Brennen für Bayern:In Ekstase

Lesezeit: 2 min

Auf dem Neujahrsempfang der CSU in Haimhausen erklärt Edmund Stoiber, warum im Freistaat alles so bleiben soll, wie es ist.

Wolfgang Eitler

Fan trifft Idol: Manfred Moosauer, CSU-Gemeinderat, Arzt und Archäologe aus Leidenschaft, erzählt ungefragt von seiner Freundschaft mit Edmund Stoiber. Der ehemalige bayerische Ministerpräsident hat von ihm sogar eines der seltenen Exemplare der Sumpfschildkröte geschenkt bekommen. Für Moosauer ist Stoiber eh nur nach Haimhausen auf den traditionellen Neujahrsempfang der CSU gekommen, "damit I a Freid hob". Und so lässt er Stoibers Hand während der Begrüßung im Foyer des Festsaals der Bavarian Internationale School nur zögerlich wieder los. Der Dachauer Landrat Hansjörg Christmann gibt hingegen den stillen Genießer, als ihn Stoiber als ehemaligen Kollegen und Kreisvorsitzenden der Jungen Union tituliert. Das waren anscheinend "gute Zeiten" (Christmann), damals 1968, mitten in der Phalanx der Nachwuchsorganisation mit Stoiber, Tandler oder Streibl.

Fan trifft Idol: Es folgt der Auftritt des CSU-Landtagsabgeordneten, Dachauer CSU-Kreisvorsitzenden, Haimhausener Ortsvorsitzenden und Gemeinderat Bernhard Seidenath. Stramm steht er oben auf dem Podium nach dem Defiliermarsch der Dorfmusik, wie ein Chorknabe, und hebt in pastoralem Ton, als würde er eine Predigt halten, seine Hymne auf den Mann an, "der Bayern zu dem gemacht hat, was es heute ist". "Er begrüßt "unseren Ministerpräsidenten", als hätte es nie einen anderen gegeben. Ekstatisch steigert er sich zu einer tiefen Verneigung: "Sie sind der Idealtypus des homo politicus. Sie brennen für Bayern." Als passionierter Anwalt der ideellen Einheit von Kirche und Politik wünscht er Stoiber und allen Zuhörern noch "Gottes Segen".
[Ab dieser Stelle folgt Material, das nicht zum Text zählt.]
//! Termination signals routed through the central shutdown path

use anyhow::{Context, Result};
use signal_hook::consts::signal::{SIGHUP, SIGINT, SIGTERM};
use signal_hook::iterator::Signals;
use std::thread::{self, JoinHandle};
use tracing::info;

use crate::controller::Command;
use crate::engine::EngineHandle;

/// Turn SIGINT/SIGTERM/SIGHUP into [`Command::Quit`] on a background thread
pub fn spawn_listener(engine: EngineHandle) -> Result<JoinHandle<()>> {
    let mut signals = Signals::new([SIGINT, SIGTERM, SIGHUP])
        .context("Failed to register signal handlers")?;

    thread::Builder::new()
        .name("signals".to_string())
        .spawn(move || {
            for signal in signals.forever() {
                info!(signal, "Received termination signal, shutting down");
                engine.send(Command::Quit);
            }
        })
        .context("Failed to spawn signal listener thread")
}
Das Idol tritt auf: Der ehemalige Ministerpräsident brennt zurzeit vor allem für Europa. Er gestikuliert, er redet mit dem ganzen Körper, die Stimme überschlägt sich, er holt sich das Mikrofon direkt an den Mund und rudert mit den Armen. Der ganze Körper spricht. Seine Rede wird zu einem weit ausholenden Streifzug durch ganz Europa, von Portugal über Bunga-Bunga-Berlusconi bis zum irischen Präsidenten, der erst kürzlich in Kreuth der CSU die enormen Leistungen und Anstrengungen seiner Bevölkerung "bedrückend und beeindruckend" schilderte.

Durch die ganze Rede zieht sich als roter Faden sein eigener Wandel vom Euro-Kritiker ("die Fragen heute hätte ich lieber vor 15 Jahren diskutiert") zum Anwalt für Europa. Er kritisiert Peter Gaulweilers Skepsis und Gegnerschaft als populistisch und nimmt für sich in Anspruch, seinen Nachfolger Horst Seehofer "in zahlreichen Gesprächen" auf Kurs gebracht zu haben. Er lobt "die Merkel" und die SPD für deren Unterstützung der Bundeskanzlerin in der Europapolitik. Er zeigt Mitgefühl für den SPD-Kanzlerkandidaten Peer Steinbrück, der wegen der klaren Position zu Europa und der Politik der Bundesregierung in dieser Frage eben Schwierigkeiten haben dürfte, den Machtwechsel zu erreichen. Er zeigt viel Verständnis für dessen Neigung, "kein Fettnäpfchen auszulassen". Stoiber sagt: "Da habe ich auch Erfahrung." Der Saal lacht.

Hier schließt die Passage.